Comments (12)
Apologies for taking a while to get back to this. This would be worth talking about actually, if you have some time tomorrow after the usual meeting. Or happy to discuss another time if that doesn't work.
Regarding the proposal of DUGraph + all variants versus DBCUGraph, I am actually not super sure myself. I do think not supporting explicit graph types ADMG or CPDAG would be weird interface-wise, but perhaps the right way to think about this if we don't implement any algorithms inside the graphs themselves.
For 1., maybe we can lazily evaluate the validity of the graph (e.g. algorithms don't assume it's a valid instance of the class)? I think you're right that e.g. checking validity at each step is probably not going to be efficient or very tedious to
I think 2. makes the most sense design wise. Perhaps we can talk about potential API designs?
from pywhy-graphs.
In a more general case, we also have the case of an ADMG and a MAG. In the case of a MAG, the difference is that there is only one edge allowed among nodes, and that there are no primitive inducing paths among non-adjacent nodes.
from pywhy-graphs.
So the way i would imagine it is we have a base directed-undirected edge graph class, and then constructors for each type of graph that enforce whatever requirements the specific graph requires. I'll take a stab at this some time this week.
from pywhy-graphs.
So the way i would imagine it is we have a base directed-undirected edge graph class, and then constructors for each type of graph that enforce whatever requirements the specific graph requires. I'll take a stab at this some time this week.
Do we need a constructor for each type of graph necessarily? Perhaps just assume user knows what they are doing and then provide a function to check validity? Or is that too expensive...

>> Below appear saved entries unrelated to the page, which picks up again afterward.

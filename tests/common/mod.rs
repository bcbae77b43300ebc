//! Shared setup for the integration tests: log init (matching the
//! crate's own `std::sync::Once`-guarded convention) and a ready-to-use
//! tree builder.

use std::sync::{Arc, Once};

use colbtree::buffer::InMemoryBufferManager;
use colbtree::codec::RunLengthCodec;
use colbtree::meta::InMemoryMetaPageService;
use colbtree::mvcc::{AlwaysVisible, FixedAttribute};
use colbtree::BTree;

static INIT: Once = Once::new();

pub fn init_log() {
    INIT.call_once(|| {
        let _ = env_logger::Builder::from_default_env().format_timestamp_secs().try_init();
    });
}

/// A brand-new attribute-1 tree over fresh in-memory collaborators, the
/// facade every test in this directory drives its scenario through.
pub fn fresh_tree() -> BTree {
    init_log();
    BTree::new(
        Arc::new(InMemoryBufferManager::new()),
        Arc::new(InMemoryMetaPageService::new()),
        Arc::new(RunLengthCodec::default()),
        Arc::new(AlwaysVisible),
        Arc::new(FixedAttribute(1)),
    )
}
//! Top-level insertion: descend to the rightmost leaf for a TID, try to
//! add the item, opportunistically compress on overflow, and propagate a
//! split upward if it still doesn't fit.

use crate::buffer::{BufferManager, HandyRwLock};
use crate::codec::Codec;
use crate::compress;
use crate::descend;
use crate::error::{BtreeError, Result};
use crate::item::LeafItem;
use crate::meta::MetaPageService;
use crate::page::{Page, PageOpaque, PAGE_SIZE};
use crate::split;
use crate::tid::Tid;

/// Insert one row's datum (and, for attribute 1, its row header) at
/// `tid`. The caller — typically `tree::BTree::insert_new_row` — is
/// responsible for choosing `tid`, usually [`crate::probe::last_tid`]
/// advanced by one, since TIDs are shared across every attribute's tree
/// for the same logical row.
pub fn insert(
    buffer: &dyn BufferManager,
    meta: &dyn MetaPageService,
    codec: &dyn Codec,
    tid: Tid,
    header: Option<Vec<u8>>,
    datum: Vec<u8>,
) -> Result<()> {
    let item = LeafItem::Uncompressed { tid, header, datum };
    if Page::oversize(item.encoded_len()) {
        return Err(BtreeError::Overflow { item_size: item.encoded_len(), page_capacity: PAGE_SIZE });
    }

    let root = match meta.get_root()? {
        Some(root) => root,
        None => {
            let (block, _) = buffer.new_page(PageOpaque::new_leaf(Tid::LOW, Tid::HIGH))?;
            meta.set_root(block)?;
            block
        }
    };

    let descent = descend::descend(buffer, root, tid)?;
    let leaf_block = descent.leaf_block;
    let leaf_lokey = buffer.get_page(leaf_block)?.rl().opaque().lokey;

    // Try the item as-is; on overflow, compress the leaf opportunistically
    // and let `split_leaf`'s own add-item attempt decide whether that
    // freed up enough room after all.
    let handle = buffer.get_page(leaf_block)?;
    let fits_unchanged = handle.rl().fits(item.encoded_len());
    drop(handle);
    if !fits_unchanged {
        compress::compress_leaf(buffer, leaf_block, codec)?;
    }

    match split::split_leaf(buffer, leaf_block, item)? {
        None => Ok(()),
        Some(outcome) => {
            split::insert_downlink(buffer, meta, leaf_lokey, 0, leaf_block, outcome.split_key, outcome.right_block)
        }
    }
}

Do you think we should also have a base directed-undirected-bidirected-circle graph class then as well? This could lead to a PAG, ADMG (causal DAG w/ bidirectional edges) and a MAG? We just need functional checks to make sure the corresponding PAG, ADMG and MAG are valid?
from pywhy-graphs.
This is sort of how ananke is designed - we have a base graph class that has all the edge types and then every kind of graph we actually use is a subclass of that. If we had a directed-undirected-bidirected-circle graph class then everything could just be constructed from that class I suppose. I imagine that for e.g. ADMGs you would just set the undirected and circle parts to empty graphs by default?
from pywhy-graphs.
@adam2392 I just reviewed the PAG code and there is a function
is_valid_mec_graph
that appears to enforce the validity check in thePAG
class. Is that understanding correct?I believe this only enforces the validity when adding edges. Probably poorly named. I think we can refactor these names once we decide on a proper class for:
* mixed-edge graphs that support Chain Graphs, CPDAG, PDAGs and their extensions * mixed-edge graphs that support ADMG/DAGs and their extensions * mixed-edge graphs that support PAGs and their extensions
What are some good generic names for the directed/undirected graph and the directed/bidirected graph and the directed/bidirected/circle/undirected graph?
Referencing discussion in #67.
As far as names we could always go DUGraph, DBGraph, DBCUGraph. I am still of the opinion that we should create an API so that users don't have to call these graph types directly, but that we have better organization and less duplication of code in the implementation. Best of both worlds, I suppose. Consequently the naming shouldn't be that important.
So we have 4 types of edges - directed, bidirected, circle, and undirected. We could in theory create all 4 choose k subtypes for k > 0 (starting with the three that you mentioned above). But if we are creating e.g. a directed-bidirected graph, and then setting the bidirected argument to be empty, it seems somewhat arbitrary? Why would we not take the directed-bidirected-circle-undirected, and then just set all but directed to be empty grpahs?
It seems like we could create the one DBCUGraph with all four edge types and then for each kind of graph we actualyl want to consider (PAG, ADMG, DAG, CPDAG etc.) we create a wrapper around DBCUGraph that zeroes out the appropriate edge graphs.
If we are seriously following the networkx style of detaching the graphical representation from the operations on the graph (including checks such as validity) then this implementation should suffice, seeing as there should not be much need for any inheritance behaviors.
from pywhy-graphs.
I propose to start with the following, and will open a PR/RFC to this effect:
- A new DiUnGraph (will take suggestions on names) that contains bidirected and directed edge types
- Provide constructors for CPDAG/PDAG and ChainGraph (that construct a valid DiUnGraph of each type)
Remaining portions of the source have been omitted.